Dublín, años 80. Conor Labor, un adolescente cuyos padres están a punto de divorciarse, se ve obligado a abandonar la escuela privada a la que asistía, por razones económicas familiares. En el nuevo establecimiento, se encuentra totalmente desplazado y hasta asustado, con compañeros muy violentos y profesores muy duros y exigentes. Cerca del colegio, suele ver a una chica muy bonita, la misteriosa Raphina, que le tiene sorbido el seso. Venciendo su timidez se lanza a hablar con ella y le ofrece participar en su grupo musical. Como ella acepta, Conor no tiene más remedio que montar un grupo, cuando en realidad no sabe nada de música. Su hermano mayor le echará una mano y el proyecto podrá salir adelante.
Historia de adolescentes, bastante previsible en el argumento, pero una pura delicia. Conor y su grupo aprenden a tocar al mismo tiempo que descubren la música rock de los años 80: Joy Division, Duran Duran, Joe Jacksos, The Cure… Así, la película nos sumerge totalmente en ese tiempo, la música, el modo de vestir, las costumbres… Y nos despierta la nostalgia por una época en que no existían las redes ni el WhatsApp, y los amigos iban a buscarse a casa para hablar, se reunían en la habitación de alguno de ellos o en la misma calle.

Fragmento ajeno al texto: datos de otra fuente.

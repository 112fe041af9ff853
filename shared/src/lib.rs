//! Wire protocol and tuning constants shared by the client components.
//!
//! Every message is a single newline-free JSON text with a `type`
//! discriminator, sent over one persistent TCP connection and framed by
//! newlines. The record types carry the decode defaults the server is
//! allowed to omit: numeric fields fall back to zero, `lives` to 3 and
//! powerup `active` to true.

use serde::{Deserialize, Serialize};
use thiserror::Error;

/// Base movement speed of a player, in pixels per second.
pub const PLAYER_SPEED: f32 = 200.0;
/// Multiplier applied to [`PLAYER_SPEED`] while a speed boost is active.
pub const SPEED_BOOST_MULTIPLIER: f32 = 1.5;
/// Displacements at or below this many pixels are absorbed by normal
/// target-seeking (the Tracking strategy).
pub const SNAP_THRESHOLD: f32 = 8.0;
/// Displacements above [`SNAP_THRESHOLD`] and at or below this many pixels
/// are corrected with a timed ease-out tween (the Smoothing strategy);
/// anything larger teleports.
pub const SMOOTH_THRESHOLD: f32 = 200.0;
/// Bounds for the smoothing tween duration, in milliseconds.
pub const SMOOTH_MIN_MS: f32 = 80.0;
pub const SMOOTH_MAX_MS: f32 = 300.0;
/// Fraction of the remaining distance a remote entity covers per second.
pub const REMOTE_LERP_RATE: f32 = 10.0;
/// Half-period of the invulnerability flash, keyed to wall-clock time.
pub const INVULN_FLASH_MS: u64 = 100;
/// Lives assumed when the server omits the field.
pub const DEFAULT_LIVES: i32 = 3;
/// Side length of the player square, in pixels.
pub const PLAYER_SIZE: f32 = 30.0;

/// A discrete movement or action command reported upstream.
///
/// The directional variants start movement on the server; the `STOP_*`
/// variants end it. `START` requests a game start and is only considered
/// acknowledged once the server broadcasts `game_start`.
#[derive(Debug, Clone, Copy, PartialEq, Eq, Serialize, Deserialize)]
#[serde(rename_all = "SCREAMING_SNAKE_CASE")]
pub enum InputAction {
    Left,
    Right,
    Up,
    Down,
    Stop,
    StopLeft,
    StopRight,
    StopUp,
    StopDown,
    Fire,
    Start,
}

/// Cardinal facing of a player.
#[derive(Debug, Clone, Copy, PartialEq, Eq)]
pub enum Direction {
    Up,
    Down,
    Left,
    Right,
}

impl Direction {
    /// The action that starts movement in this direction.
    pub fn start_action(self) -> InputAction {
        match self {
            Direction::Up => InputAction::Up,
            Direction::Down => InputAction::Down,
            Direction::Left => InputAction::Left,
            Direction::Right => InputAction::Right,
        }
    }

    /// The action that stops movement in this direction.
    pub fn stop_action(self) -> InputAction {
        match self {
            Direction::Up => InputAction::StopUp,
            Direction::Down => InputAction::StopDown,
            Direction::Left => InputAction::StopLeft,
            Direction::Right => InputAction::StopRight,
        }
    }
}

/// Messages sent client → server.
#[derive(Debug, Clone, PartialEq, Serialize, Deserialize)]
#[serde(tag = "type", rename_all = "snake_case")]
pub enum ClientMessage {
    #[serde(rename_all = "camelCase")]
    Register {
        player_id: u32,
        #[serde(default, skip_serializing_if = "Option::is_none")]
        game_id: Option<String>,
    },
    #[serde(rename_all = "camelCase")]
    Input {
        player_id: u32,
        action: InputAction,
        #[serde(default, skip_serializing_if = "Option::is_none")]
        payload: Option<serde_json::Value>,
    },
    Ping,
}

/// Messages sent server → client.
#[derive(Debug, Clone, PartialEq, Serialize, Deserialize)]
#[serde(tag = "type", rename_all = "snake_case")]
pub enum ServerMessage {
    State {
        #[serde(default)]
        players: Vec<PlayerRecord>,
        #[serde(default)]
        projectiles: Vec<ProjectileRecord>,
        #[serde(default)]
        powerups: Vec<PowerupRecord>,
    },
    #[serde(rename_all = "camelCase")]
    Registered { player_id: u32 },
    GameStart {
        #[serde(default)]
        map: Option<String>,
    },
    GameOver {
        #[serde(default)]
        winner: Option<u32>,
    },
    Error {
        #[serde(default)]
        message: String,
    },
}

/// Inbound message kinds, used to route subscriptions.
#[derive(Debug, Clone, Copy, PartialEq, Eq, Hash)]
pub enum MessageKind {
    State,
    Registered,
    GameStart,
    GameOver,
    Error,
}

impl ServerMessage {
    pub fn kind(&self) -> MessageKind {
        match self {
            ServerMessage::State { .. } => MessageKind::State,
            ServerMessage::Registered { .. } => MessageKind::Registered,
            ServerMessage::GameStart { .. } => MessageKind::GameStart,
            ServerMessage::GameOver { .. } => MessageKind::GameOver,
            ServerMessage::Error { .. } => MessageKind::Error,
        }
    }
}

/// One player entry in a `state` broadcast.
#[derive(Debug, Clone, PartialEq, Serialize, Deserialize)]
#[serde(rename_all = "camelCase")]
pub struct PlayerRecord {
    pub id: u32,
    #[serde(default)]
    pub x: f32,
    #[serde(default)]
    pub y: f32,
    #[serde(default)]
    pub has_speed_boost: bool,
    #[serde(default)]
    pub speed_boost_timer: f32,
    #[serde(default = "default_lives")]
    pub lives: i32,
    #[serde(default)]
    pub invulnerable_time: f32,
}

impl PlayerRecord {
    pub fn new(id: u32, x: f32, y: f32) -> Self {
        Self {
            id,
            x,
            y,
            has_speed_boost: false,
            speed_boost_timer: 0.0,
            lives: DEFAULT_LIVES,
            invulnerable_time: 0.0,
        }
    }
}

fn default_lives() -> i32 {
    DEFAULT_LIVES
}

/// One projectile entry in a `state` broadcast. Velocity is authoritative
/// and stable between snapshots, so the client dead-reckons from it.
#[derive(Debug, Clone, PartialEq, Serialize, Deserialize)]
pub struct ProjectileRecord {
    pub id: u32,
    #[serde(default)]
    pub x: f32,
    #[serde(default)]
    pub y: f32,
    #[serde(default)]
    pub vx: f32,
    #[serde(default)]
    pub vy: f32,
}

/// One powerup entry in a `state` broadcast.
#[derive(Debug, Clone, PartialEq, Serialize, Deserialize)]
pub struct PowerupRecord {
    pub id: u32,
    #[serde(default)]
    pub x: f32,
    #[serde(default)]
    pub y: f32,
    #[serde(rename = "type", default)]
    pub kind: PowerupKind,
    #[serde(default = "default_active")]
    pub active: bool,
}

fn default_active() -> bool {
    true
}

#[derive(Debug, Clone, Copy, PartialEq, Eq, Serialize, Deserialize, Default)]
#[serde(rename_all = "camelCase")]
pub enum PowerupKind {
    #[default]
    Speed,
    NoCooldown,
    SpreadShot,
    #[serde(other)]
    Unknown,
}

/// Why an inbound payload could not be decoded.
#[derive(Debug, Error)]
pub enum DecodeError {
    #[error("payload is not valid JSON: {0}")]
    Json(#[from] serde_json::Error),
    #[error("payload is not a JSON object")]
    NotAnObject,
    #[error("payload has no string `type` tag")]
    MissingKind,
}

/// Decodes one inbound wire text into a typed message.
///
/// Returns `Ok(None)` for well-formed messages whose `type` the client does
/// not recognize; those are ignored rather than treated as errors. Fails
/// only on unparseable payloads, non-object payloads, a missing kind tag,
/// or a recognized kind whose body does not match its schema.
pub fn decode_server_message(raw: &str) -> Result<Option<ServerMessage>, DecodeError> {
    let value: serde_json::Value = serde_json::from_str(raw)?;
    let object = value.as_object().ok_or(DecodeError::NotAnObject)?;
    let kind = object
        .get("type")
        .and_then(|t| t.as_str())
        .ok_or(DecodeError::MissingKind)?;
    match kind {
        "state" | "registered" | "game_start" | "game_over" | "error" => {
            Ok(Some(serde_json::from_value(value)?))
        }
        _ => Ok(None),
    }
}

/// Encodes an outbound message as a single-line JSON text.
pub fn encode_client_message(msg: &ClientMessage) -> Result<String, serde_json::Error> {
    serde_json::to_string(msg)
}
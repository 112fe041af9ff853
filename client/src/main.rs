mod app;
mod entities;
mod game;
mod input;
mod network;
mod rendering;

use clap::Parser;
use log::{error, info};
use macroquad::prelude::*;
use ::rand::Rng;
use std::time::{Duration, SystemTime, UNIX_EPOCH};

use app::App;
use game::NoopHooks;
use input::InputSampler;
use rendering::{HudState, Renderer};

#[derive(Parser, Debug)]
#[command(author, version, about, long_about = None)]
struct Args {
    /// Server address to connect to
    #[arg(short = 's', long, default_value = "127.0.0.1:3000")]
    server: String,

    /// Fixed player id (random 1000-9999 when omitted)
    #[arg(short = 'p', long)]
    player_id: Option<u32>,

    /// Game to join on registration
    #[arg(short = 'g', long)]
    game_id: Option<String>,

    /// Window width
    #[arg(short = 'w', long, default_value = "800")]
    width: usize,

    /// Window height (no short flag to avoid conflict with --help)
    #[arg(long, default_value = "600")]
    height: usize,
}

fn window_conf() -> Conf {
    Conf {
        window_title: "Arena Shooter".to_string(),
        window_width: 800,
        window_height: 600,
        ..Default::default()
    }
}

fn wall_clock_ms() -> u64 {
    SystemTime::now()
        .duration_since(UNIX_EPOCH)
        .unwrap_or(Duration::from_secs(0))
        .as_millis() as u64
}

#[macroquad::main(window_conf)]
async fn main() {
    env_logger::init();

    if std::env::var("RUST_LOG").is_err() {
        eprintln!("Set RUST_LOG=info for detailed logging");
    }

    let args = Args::parse();
    request_new_screen_size(args.width as f32, args.height as f32);

    let runtime = match tokio::runtime::Builder::new_multi_thread()
        .enable_all()
        .build()
    {
        Ok(runtime) => runtime,
        Err(e) => {
            error!("failed to start io runtime: {}", e);
            return;
        }
    };

    let player_id = args
        .player_id
        .unwrap_or_else(|| ::rand::thread_rng().gen_range(1000..=9999));

    info!("Starting client as player {}", player_id);
    info!("Connecting to: {}", args.server);
    info!("Controls: WASD/arrows to move, Space to fire, Enter to start");
    info!("Press R to reconnect, Escape to quit");

    let mut client = App::new(
        runtime.handle().clone(),
        args.server,
        player_id,
        args.game_id,
        Box::new(NoopHooks),
    );
    client.connect();

    let mut sampler = InputSampler::new();
    let mut renderer = Renderer::new(args.width, args.height);

    loop {
        let dt_ms = get_frame_time() * 1000.0;
        let now_ms = wall_clock_ms();

        let sampled = sampler.sample();
        if sampled.quit {
            break;
        }
        if sampled.reconnect {
            client.connect();
        }

        client.frame(dt_ms, sampled.direction, &sampled.actions);

        let hud = HudState {
            connected: client.session.is_connected(),
            registered: client.is_registered(),
            player_id: client.player_id(),
        };
        renderer.render(&client.world.borrow(), &client.flow.borrow(), hud, now_ms);

        next_frame().await;
    }
}
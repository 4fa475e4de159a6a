//! Scripted send/expect sequences.
//!
//! Terminal tests usually type a few commands and then check for a few
//! patterns, in order:
//!
//! ```text
//! send   touch totoExpect.txt
//! send   sleep 10 &
//! send   ls -s totoExpect.txt
//! send   jobs
//! expect 0 totoExpect.txt
//! expect sleep
//! ```
//!
//! A [`Script`] holds such a sequence. It can be built in code with
//! [`ScriptBuilder`] or loaded from JSON, and is run with
//! [`Session::run_script`](super::Session::run_script).

use std::time::Duration;

use regex::bytes::Regex;
use serde::Deserialize;

use super::outcome::{ExpectTimeout, Match};
use crate::channel::patterns;
use crate::error::{Result, ScriptError};

/// One step of a script.
#[derive(Debug, Clone)]
pub enum Step {
    /// Send a line to the child.
    Send(String),

    /// Wait for a pattern, with an optional budget for this step alone.
    Expect {
        pattern: Regex,
        timeout: Option<Duration>,
    },
}

impl Step {
    /// One-line description for step records.
    pub fn describe(&self) -> String {
        match self {
            Step::Send(line) => format!("send {:?}", line),
            Step::Expect { pattern, .. } => format!("expect /{}/", pattern.as_str()),
        }
    }
}

/// A compiled send/expect sequence.
///
/// # Example
///
/// ```rust
/// use std::time::Duration;
/// use ptyexpect::Script;
///
/// let script = Script::builder()
///     .send("touch totoExpect.txt")
///     .send("ls -s totoExpect.txt")
///     .expect(r"0 totoExpect\.txt")
///     .with_timeout(Duration::from_secs(5))
///     .build()
///     .unwrap();
/// assert_eq!(script.steps().len(), 3);
/// ```
#[derive(Debug, Clone)]
pub struct Script {
    steps: Vec<Step>,
    default_timeout: Option<Duration>,
}

impl Script {
    pub fn builder() -> ScriptBuilder {
        ScriptBuilder::new()
    }

    /// Parse the JSON form:
    ///
    /// ```json
    /// {
    ///   "timeout_ms": 5000,
    ///   "steps": [
    ///     { "send": "jobs" },
    ///     { "expect": { "pattern": "sleep", "timeout_ms": 1000 } }
    ///   ]
    /// }
    /// ```
    pub fn from_json(json: &str) -> Result<Self> {
        let doc: ScriptDoc = serde_json::from_str(json).map_err(ScriptError::Parse)?;
        let mut builder = ScriptBuilder::new();
        builder.default_timeout = doc.timeout_ms.map(Duration::from_millis);
        builder.steps = doc
            .steps
            .into_iter()
            .map(|step| match step {
                StepDoc::Send(line) => PendingStep::Send(line),
                StepDoc::Expect { pattern, timeout_ms } => PendingStep::Expect {
                    pattern,
                    timeout: timeout_ms.map(Duration::from_millis),
                },
            })
            .collect();
        builder.build()
    }

    pub fn steps(&self) -> &[Step] {
        &self.steps
    }

    /// Budget for expect steps that don't set their own.
    pub fn default_timeout(&self) -> Option<Duration> {
        self.default_timeout
    }
}

#[derive(Debug, Deserialize)]
#[serde(deny_unknown_fields)]
struct ScriptDoc {
    #[serde(default)]
    timeout_ms: Option<u64>,
    steps: Vec<StepDoc>,
}

#[derive(Debug, Deserialize)]
#[serde(rename_all = "snake_case", deny_unknown_fields)]
enum StepDoc {
    Send(String),
    Expect {
        pattern: String,
        #[serde(default)]
        timeout_ms: Option<u64>,
    },
}

#[derive(Debug, Clone)]
enum PendingStep {
    Send(String),
    Expect {
        pattern: String,
        timeout: Option<Duration>,
    },
}

/// Builder for scripts. Patterns are compiled by [`build`](Self::build).
#[derive(Debug, Clone, Default)]
pub struct ScriptBuilder {
    steps: Vec<PendingStep>,
    default_timeout: Option<Duration>,
}

impl ScriptBuilder {
    pub fn new() -> Self {
        Self::default()
    }

    /// Add a line to send.
    pub fn send(mut self, line: impl Into<String>) -> Self {
        self.steps.push(PendingStep::Send(line.into()));
        self
    }

    /// Add a pattern to wait for, using the default timeout.
    pub fn expect(mut self, pattern: impl Into<String>) -> Self {
        self.steps.push(PendingStep::Expect {
            pattern: pattern.into(),
            timeout: None,
        });
        self
    }

    /// Add a pattern to wait for with its own timeout.
    pub fn expect_within(mut self, pattern: impl Into<String>, timeout: Duration) -> Self {
        self.steps.push(PendingStep::Expect {
            pattern: pattern.into(),
            timeout: Some(timeout),
        });
        self
    }

    /// Set the default timeout for expect steps.
    pub fn with_timeout(mut self, timeout: Duration) -> Self {
        self.default_timeout = Some(timeout);
        self
    }

    /// Compile every pattern and produce the script.
    pub fn build(self) -> Result<Script> {
        let steps = self
            .steps
            .into_iter()
            .map(|step| match step {
                PendingStep::Send(line) => Ok(Step::Send(line)),
                PendingStep::Expect { pattern, timeout } => match patterns::compile(&pattern) {
                    Ok(regex) => Ok(Step::Expect {
                        pattern: regex,
                        timeout,
                    }),
                    Err(source) => Err(ScriptError::InvalidPattern { pattern, source }),
                },
            })
            .collect::<std::result::Result<Vec<_>, _>>()?;

        Ok(Script {
            steps,
            default_timeout: self.default_timeout,
        })
    }
}

/// What happened at one step.
#[derive(Debug, Clone)]
pub enum StepOutcome {
    /// The line was written.
    Sent,

    /// The pattern was found.
    Matched(Match),

    /// The pattern was not found in time; the script stopped here.
    TimedOut(ExpectTimeout),
}

/// Record of one executed step.
#[derive(Debug, Clone)]
pub struct StepRecord {
    /// Description of the step.
    pub step: String,

    /// What happened.
    pub outcome: StepOutcome,

    /// Time spent on this step.
    pub elapsed: Duration,
}

/// Result of running a script.
#[derive(Debug, Clone)]
pub struct ScriptResult {
    /// Records for the steps that ran, in order.
    pub steps: Vec<StepRecord>,

    /// Total time for the script.
    pub elapsed: Duration,

    /// Whether an expect step timed out.
    pub failed: bool,
}

impl ScriptResult {
    pub fn new(steps: Vec<StepRecord>, elapsed: Duration) -> Self {
        let failed = steps
            .iter()
            .any(|s| matches!(s.outcome, StepOutcome::TimedOut(_)));
        Self {
            steps,
            elapsed,
            failed,
        }
    }

    /// The timeout that stopped the script, if any.
    pub fn timeout(&self) -> Option<&ExpectTimeout> {
        self.steps.iter().find_map(|s| match &s.outcome {
            StepOutcome::TimedOut(t) => Some(t),
            _ => None,
        })
    }

    /// All matches, in step order.
    pub fn matches(&self) -> impl Iterator<Item = &Match> {
        self.steps.iter().filter_map(|s| match &s.outcome {
            StepOutcome::Matched(m) => Some(m),
            _ => None,
        })
    }

    /// Turn a failed run into an error.
    pub fn into_result(self) -> std::result::Result<Self, ExpectTimeout> {
        match self.timeout() {
            Some(timeout) => Err(timeout.clone()),
            None => Ok(self),
        }
    }
}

John Carney ya nos había deleitado en 2006 con Once, una hermosa historia de amor con un montón de bonitas canciones, y siete años más tarde nos ofrecía la maravillosa película también musical Begin again. Sing street no desmerece en nada de sus obras anteriores, ni en lo musical ni, sobre todo, en los personajes entrañables y en el planteamiento humano del guión. En este caso los protagonistas tienen la frescura de adolescentes en búsqueda de su propio camino, locos, divertidos y llenos de ilusiones.
Como ya es habitual en Carney, pone de relieve los valores de la familia, la integridad, la amistad. Nos hace ver la necesidad para los niños y los jóvenes de poder contar con unos padres que los comprendan, los protejan y los amen, y la amarga tristeza que producen las discusiones y las rupturas. De su hermano mayor, aprende Conor que no es suficiente soñar, hay que luchar por los sueños, trabajar duro y lanzarse. El único pero que se le puede poner es la ridiculización del religioso director del colegio. Es verdad que estamos en la Irlanda de finales del siglo pasado, pero el personaje no aporta nada a la historia y resulta bastante desagradable.
Los actores funcionan muy bien y el ritmo es muy ágil. John Carney nos regala de nuevo una preciosa película, tan grata en su conjunto que los 106 minutos de metraje saben a poco.